What to produce - Your answer should consist only of the lines below from the one with "fn mount(&self, event_loop: &ActiveEventLoop)" through the one with "let window = Arc::new(event_loop.create_window(attrs)?);", copied exactly.

[Saved entries]

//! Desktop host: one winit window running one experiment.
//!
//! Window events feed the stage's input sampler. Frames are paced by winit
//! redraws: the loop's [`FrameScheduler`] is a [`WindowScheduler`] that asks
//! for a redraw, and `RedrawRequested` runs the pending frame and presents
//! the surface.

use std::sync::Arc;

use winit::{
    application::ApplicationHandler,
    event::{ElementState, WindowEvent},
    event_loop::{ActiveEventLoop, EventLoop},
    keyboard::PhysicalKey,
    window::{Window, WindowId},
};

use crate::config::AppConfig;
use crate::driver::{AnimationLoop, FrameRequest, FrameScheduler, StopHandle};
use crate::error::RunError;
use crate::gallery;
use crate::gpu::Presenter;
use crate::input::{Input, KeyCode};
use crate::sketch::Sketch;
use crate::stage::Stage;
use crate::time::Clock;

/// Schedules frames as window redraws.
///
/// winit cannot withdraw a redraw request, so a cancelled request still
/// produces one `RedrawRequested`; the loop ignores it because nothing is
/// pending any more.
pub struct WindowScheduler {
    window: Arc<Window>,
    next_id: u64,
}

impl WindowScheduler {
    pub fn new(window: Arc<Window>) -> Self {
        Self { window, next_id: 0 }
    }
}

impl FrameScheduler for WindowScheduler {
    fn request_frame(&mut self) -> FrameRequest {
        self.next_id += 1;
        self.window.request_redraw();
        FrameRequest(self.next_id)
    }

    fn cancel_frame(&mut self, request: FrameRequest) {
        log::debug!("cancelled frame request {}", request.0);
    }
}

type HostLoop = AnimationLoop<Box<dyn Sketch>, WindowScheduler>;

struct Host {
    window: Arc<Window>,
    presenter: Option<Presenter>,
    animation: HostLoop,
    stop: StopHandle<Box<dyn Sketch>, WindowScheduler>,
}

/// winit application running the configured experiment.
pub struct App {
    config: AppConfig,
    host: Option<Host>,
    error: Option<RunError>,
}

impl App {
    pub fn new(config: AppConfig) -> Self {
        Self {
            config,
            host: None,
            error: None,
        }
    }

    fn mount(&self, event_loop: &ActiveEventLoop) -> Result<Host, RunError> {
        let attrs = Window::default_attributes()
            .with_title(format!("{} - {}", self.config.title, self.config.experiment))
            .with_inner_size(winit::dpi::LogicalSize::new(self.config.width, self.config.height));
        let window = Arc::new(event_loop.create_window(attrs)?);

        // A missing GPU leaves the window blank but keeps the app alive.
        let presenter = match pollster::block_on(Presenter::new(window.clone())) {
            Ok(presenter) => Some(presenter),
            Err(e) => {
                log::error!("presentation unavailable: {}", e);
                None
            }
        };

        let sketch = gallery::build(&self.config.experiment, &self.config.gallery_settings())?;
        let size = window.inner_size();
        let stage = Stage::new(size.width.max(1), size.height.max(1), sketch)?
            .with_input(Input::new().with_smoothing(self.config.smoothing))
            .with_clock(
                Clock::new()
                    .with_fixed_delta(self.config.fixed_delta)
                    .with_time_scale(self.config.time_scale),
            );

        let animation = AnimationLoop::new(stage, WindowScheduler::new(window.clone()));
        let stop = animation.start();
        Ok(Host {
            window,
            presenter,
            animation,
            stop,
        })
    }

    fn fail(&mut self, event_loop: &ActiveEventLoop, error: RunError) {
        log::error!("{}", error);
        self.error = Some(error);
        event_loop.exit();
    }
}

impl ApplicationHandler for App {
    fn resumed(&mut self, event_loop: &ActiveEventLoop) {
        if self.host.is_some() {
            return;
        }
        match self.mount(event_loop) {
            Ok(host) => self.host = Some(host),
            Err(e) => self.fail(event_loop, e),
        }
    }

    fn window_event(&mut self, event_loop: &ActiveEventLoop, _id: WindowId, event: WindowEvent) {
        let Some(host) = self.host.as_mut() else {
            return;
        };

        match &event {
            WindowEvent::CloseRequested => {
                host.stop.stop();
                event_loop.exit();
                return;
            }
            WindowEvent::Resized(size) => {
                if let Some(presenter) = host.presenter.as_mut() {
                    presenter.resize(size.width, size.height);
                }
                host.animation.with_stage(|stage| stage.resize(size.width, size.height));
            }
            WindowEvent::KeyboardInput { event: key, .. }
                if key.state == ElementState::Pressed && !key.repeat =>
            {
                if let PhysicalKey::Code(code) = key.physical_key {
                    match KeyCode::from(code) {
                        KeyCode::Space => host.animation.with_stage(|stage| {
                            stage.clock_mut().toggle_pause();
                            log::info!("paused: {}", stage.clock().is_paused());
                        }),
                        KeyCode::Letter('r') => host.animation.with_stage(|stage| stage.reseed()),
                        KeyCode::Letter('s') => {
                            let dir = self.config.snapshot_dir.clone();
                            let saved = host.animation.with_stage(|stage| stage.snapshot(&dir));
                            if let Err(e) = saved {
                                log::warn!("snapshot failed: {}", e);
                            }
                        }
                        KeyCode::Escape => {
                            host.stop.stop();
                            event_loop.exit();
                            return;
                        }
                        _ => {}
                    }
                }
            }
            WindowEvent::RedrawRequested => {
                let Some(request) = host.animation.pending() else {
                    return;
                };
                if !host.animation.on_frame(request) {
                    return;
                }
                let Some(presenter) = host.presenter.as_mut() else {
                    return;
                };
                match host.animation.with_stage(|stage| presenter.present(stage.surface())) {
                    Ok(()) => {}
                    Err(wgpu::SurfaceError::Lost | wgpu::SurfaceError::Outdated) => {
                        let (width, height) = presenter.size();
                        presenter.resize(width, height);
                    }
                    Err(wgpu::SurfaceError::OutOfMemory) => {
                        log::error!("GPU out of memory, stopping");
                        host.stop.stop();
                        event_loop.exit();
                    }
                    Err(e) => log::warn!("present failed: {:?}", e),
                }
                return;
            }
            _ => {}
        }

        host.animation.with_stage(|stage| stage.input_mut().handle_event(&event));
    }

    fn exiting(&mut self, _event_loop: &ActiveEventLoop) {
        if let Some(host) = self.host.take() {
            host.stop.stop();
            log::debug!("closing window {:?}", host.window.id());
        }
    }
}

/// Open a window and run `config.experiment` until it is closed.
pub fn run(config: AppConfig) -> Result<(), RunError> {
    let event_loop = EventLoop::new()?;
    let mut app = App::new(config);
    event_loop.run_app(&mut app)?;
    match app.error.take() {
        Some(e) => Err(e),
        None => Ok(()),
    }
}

Solution to this problem -
    fn mount(&self, event_loop: &ActiveEventLoop) -> Result<Host, RunError> {
        let attrs = Window::default_attributes()
            .with_title(format!("{} - {}", self.config.title, self.config.experiment))
            .with_inner_size(winit::dpi::LogicalSize::new(self.config.width, self.config.height));
        let window = Arc::new(event_loop.create_window(attrs)?);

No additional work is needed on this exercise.